This will be a brief summary.
kanopy.com has been leaking huge volumes of website access logs as well as API logs via an exposed ElasticSearch database. The database was publicly accessible without any type of authentication. After numerous emails beginning Sunday March 17th and messages on social media they have yet to reply. I ultimately went directly to their hosting provider, who I can only presume, promptly notified the company – only then did they take action to secure the server. The ElasticSearch database was last seen online March 18th, but I have not received any word from Kanaopy regarding my report to communications to them.
They've been leaking roughly 26-40 million log lines per day beginning March 7th.

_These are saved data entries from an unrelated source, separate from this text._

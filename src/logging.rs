//! Structured event logging (C9).
//!
//! Every state transition in the node funnels through [`LogSink::emit`]. The
//! console sink (plain [`tracing`] events) is always active; a CloudWatch
//! Logs sink can be layered on top when `USE_CLOUDWATCH=1`, mirroring the
//! always-local/optionally-remote split of the original node's logger.
use std::sync::atomic::{AtomicU64, Ordering};
use std::time::{SystemTime, UNIX_EPOCH};

use aws_sdk_cloudwatchlogs::types::InputLogEvent;
use aws_sdk_cloudwatchlogs::Client as CloudWatchClient;
use serde::Serialize;
use tokio::sync::mpsc::{unbounded_channel, UnboundedSender};
use tracing::{info, warn};

/// A single structured event, shaped after the node's JSON log lines.
///
/// `extra` carries the same role as the original node's `log_event(event_type,
/// message, **kwargs)` — arbitrary additional fields are flattened into the
/// serialized JSON object alongside the fixed ones.
#[derive(Debug, Clone, Serialize)]
pub struct LogEvent {
    pub node_id: u32,
    pub timestamp_iso: String,
    pub lamport_clock: u64,
    pub event_type: &'static str,
    pub message: String,
    #[serde(flatten)]
    pub extra: serde_json::Map<String, serde_json::Value>,
}

impl LogEvent {
    pub fn new(node_id: u32, lamport_clock: u64, event_type: &'static str, message: impl Into<String>) -> Self {
        Self {
            node_id,
            timestamp_iso: iso_now(),
            lamport_clock,
            event_type,
            message: message.into(),
            extra: serde_json::Map::new(),
        }
    }

    /// Attach one extra structured field, mirroring the original node's
    /// `log_event(..., **kwargs)` call sites (e.g. `req_clock=`, `error=`).
    pub fn with_field(mut self, key: &str, value: impl Into<serde_json::Value>) -> Self {
        self.extra.insert(key.to_string(), value.into());
        self
    }
}

/// UTC timestamp as `YYYY-MM-DDTHH:MM:SS`, matching the original node's
/// `time.strftime("%Y-%m-%dT%H:%M:%S", time.gmtime())`.
fn iso_now() -> String {
    let secs = SystemTime::now().duration_since(UNIX_EPOCH).map(|d| d.as_secs()).unwrap_or(0);
    let days = (secs / 86_400) as i64;
    let rem = secs % 86_400;
    let (hour, minute, second) = (rem / 3600, (rem % 3600) / 60, rem % 60);
    let (year, month, day) = civil_from_days(days);
    format!("{year:04}-{month:02}-{day:02}T{hour:02}:{minute:02}:{second:02}")
}

/// Days-since-epoch to a proleptic-Gregorian `(year, month, day)`, per Howard
/// Hinnant's `civil_from_days`. Avoids pulling in a date/time crate for a
/// single UTC-only conversion.
fn civil_from_days(z: i64) -> (i64, u32, u32) {
    let z = z + 719_468;
    let era = if z >= 0 { z } else { z - 146_096 } / 146_097;
    let doe = (z - era * 146_097) as u64;
    let yoe = (doe - doe / 1460 + doe / 36524 - doe / 146_096) / 365;
    let y = yoe as i64 + era * 400;
    let doy = doe - (365 * yoe + yoe / 4 - yoe / 100);
    let mp = (5 * doy + 2) / 153;
    let d = (doy - (153 * mp + 2) / 5 + 1) as u32;
    let m = if mp < 10 { mp + 3 } else { mp - 9 } as u32;
    let y = if m <= 2 { y + 1 } else { y };
    (y, m, d)
}

/// Destination for [`LogEvent`]s. Implementors must not block the caller.
pub trait LogSink: Send + Sync {
    fn emit(&self, event: LogEvent);
}

/// Always-on sink: one `tracing` event per log line, at `info` level.
pub struct ConsoleSink;

impl LogSink for ConsoleSink {
    fn emit(&self, event: LogEvent) {
        info!(
            node_id = event.node_id,
            lamport_clock = event.lamport_clock,
            event_type = event.event_type,
            extra = ?event.extra,
            "{}",
            event.message
        );
    }
}

/// Wraps an inner sink with an optional, best-effort CloudWatch Logs shipper.
///
/// Every event still reaches the inner sink synchronously; the CloudWatch
/// push happens on a background task fed by an unbounded channel, so a slow
/// or unreachable AWS endpoint never adds latency to the caller.
pub struct ShippingSink {
    inner: Box<dyn LogSink>,
    cloudwatch_tx: Option<UnboundedSender<LogEvent>>,
}

impl ShippingSink {
    pub fn console_only() -> Self {
        Self {
            inner: Box::new(ConsoleSink),
            cloudwatch_tx: None,
        }
    }

    /// Build a sink that also forwards to CloudWatch Logs, started only when
    /// `USE_CLOUDWATCH` is truthy. `AWS_REGION` (default `us-east-1`) selects
    /// the region; group/stream follow the node's id.
    pub async fn from_env(node_id: u32) -> Self {
        let use_cloudwatch = std::env::var("USE_CLOUDWATCH")
            .map(|v| v == "1" || v.eq_ignore_ascii_case("true"))
            .unwrap_or(false);

        if !use_cloudwatch {
            return Self::console_only();
        }

        let region = std::env::var("AWS_REGION").unwrap_or_else(|_| "us-east-1".to_string());
        let shared_config = aws_config::from_env()
            .region(aws_config::Region::new(region.clone()))
            .load()
            .await;
        let client = CloudWatchClient::new(&shared_config);

        let log_group = "Distributed_System_Logs".to_string();
        let log_stream = format!("Node_{node_id}");

        if let Err(err) = client
            .create_log_group()
            .log_group_name(&log_group)
            .send()
            .await
        {
            warn!(error = %err, "create_log_group failed (likely already exists)");
        }
        if let Err(err) = client
            .create_log_stream()
            .log_group_name(&log_group)
            .log_stream_name(&log_stream)
            .send()
            .await
        {
            warn!(error = %err, "create_log_stream failed (likely already exists)");
        }

        let (tx, mut rx) = unbounded_channel::<LogEvent>();

        tokio::spawn(async move {
            let shipper = CloudWatchShipper::new(client, log_group, log_stream);
            while let Some(event) = rx.recv().await {
                shipper.send(&event).await;
            }
        });

        info!(node_id, region = %region, "CloudWatch logging enabled");

        Self {
            inner: Box::new(ConsoleSink),
            cloudwatch_tx: Some(tx),
        }
    }
}

impl LogSink for ShippingSink {
    fn emit(&self, event: LogEvent) {
        self.inner.emit(event.clone());
        if let Some(tx) = &self.cloudwatch_tx {
            // An unbounded send only fails if the receiver task has ended,
            // which happens only once the whole process is shutting down.
            let _ = tx.send(event);
        }
    }
}

/// Holds the CloudWatch sequence token across pushes; one per log stream.
struct CloudWatchShipper {
    client: CloudWatchClient,
    log_group: String,
    log_stream: String,
    sequence_token: std::sync::Mutex<Option<String>>,
    failures: AtomicU64,
}

impl CloudWatchShipper {
    fn new(client: CloudWatchClient, log_group: String, log_stream: String) -> Self {
        Self {
            client,
            log_group,
            log_stream,
            sequence_token: std::sync::Mutex::new(None),
            failures: AtomicU64::new(0),
        }
    }

    async fn send(&self, event: &LogEvent) {
        let body = match serde_json::to_string(event) {
            Ok(body) => body,
            Err(_) => return,
        };
        let timestamp = SystemTime::now()
            .duration_since(UNIX_EPOCH)
            .map(|d| d.as_millis() as i64)
            .unwrap_or(0);

        let input_event = match InputLogEvent::builder()
            .timestamp(timestamp)
            .message(body)
            .build()
        {
            Ok(e) => e,
            Err(_) => return,
        };

        let token = self.sequence_token.lock().unwrap().clone();
        let mut request = self
            .client
            .put_log_events()
            .log_group_name(&self.log_group)
            .log_stream_name(&self.log_stream)
            .log_events(input_event.clone());
        if let Some(token) = token {
            request = request.sequence_token(token);
        }

        match request.send().await {
            Ok(resp) => {
                *self.sequence_token.lock().unwrap() = resp.next_sequence_token().map(str::to_owned);
            }
            Err(err) => {
                // One retry with no sequence token: a fresh stream or a
                // token we never learned will often accept this.
                self.failures.fetch_add(1, Ordering::Relaxed);
                warn!(error = %err, "cloudwatch push failed, retrying once without sequence token");
                let retry = self
                    .client
                    .put_log_events()
                    .log_group_name(&self.log_group)
                    .log_stream_name(&self.log_stream)
                    .log_events(input_event)
                    .send()
                    .await;
                if let Ok(resp) = retry {
                    *self.sequence_token.lock().unwrap() = resp.next_sequence_token().map(str::to_owned);
                } else if let Err(err) = retry {
                    warn!(error = %err, "cloudwatch retry failed, dropping event");
                }
            }
        }
    }
}

#[cfg(test)]
mod tests {
    use super::*;
    use std::sync::{Arc, Mutex};

    struct RecordingSink {
        events: Arc<Mutex<Vec<LogEvent>>>,
    }

    impl LogSink for RecordingSink {
        fn emit(&self, event: LogEvent) {
            self.events.lock().unwrap().push(event);
        }
    }

    #[test]
    fn civil_from_days_matches_known_epoch_dates() {
        assert_eq!(civil_from_days(0), (1970, 1, 1));
        assert_eq!(civil_from_days(19_716), (2023, 12, 25));
    }

    #[test]
    fn with_field_flattens_into_extra() {
        let event = LogEvent::new(1, 4, "MUTEX", "requesting critical section").with_field("req_clock", 4);
        assert_eq!(event.extra.get("req_clock").and_then(|v| v.as_u64()), Some(4));
    }

    #[test]
    #[tracing_test::traced_test]
    fn console_sink_does_not_panic() {
        let sink = ConsoleSink;
        sink.emit(LogEvent::new(1, 4, "REQUEST_CS", "entering critical section"));
    }

    #[test]
    fn recording_sink_collects_events_in_order() {
        let events = Arc::new(Mutex::new(Vec::new()));
        let sink = RecordingSink {
            events: events.clone(),
        };
        sink.emit(LogEvent::new(1, 1, "NODE_DOWN", "peer 2 unreachable"));
        sink.emit(LogEvent::new(1, 2, "LEADER_ELECTED", "node 3 is coordinator"));
        let recorded = events.lock().unwrap();
        assert_eq!(recorded.len(), 2);
        assert_eq!(recorded[0].event_type, "NODE_DOWN");
        assert_eq!(recorded[1].event_type, "LEADER_ELECTED");
    }
}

What did those logs contain?
The website access logs included the following columns of data for every visitor to the kanopy.com website:
host referrer pop user_agent city hits req_body_size device_type resp_header_size geoip.country_name geoip.region_name geoip.continent_code geoip.timezone geoip.location.lon geoip.location.lat geoip.latitude geoip.postal_code geoip.city_name geoip.country_code3 geoip.region_code geoip.country_code2 geoip.ip geoip.dma_code geoip.longitude resp_body_size @version @timestamp country_code response XXXXXXX_id req_header_size content_type request client_ip info_state tls_version status port
An Excel file containing website access logs showing my own visit to the kanopy.com website can be found here: https://www.dropbox.com/s/4deceg8pqyodlqy/Kanopy_mylogs.xlsx?dl=0
If you look closely you'll even see when I went to
/contact to notify them of this security issue.
The API logs included similar information, with some references to specific libraries, organizations, and other institutions it seems that Kanopy has partnered with. I did observe references to something that looked like a user_id value (more on that below). I did not observe anything resembling leaked API keys though, to be clear.
What could a bad actor do with these logs?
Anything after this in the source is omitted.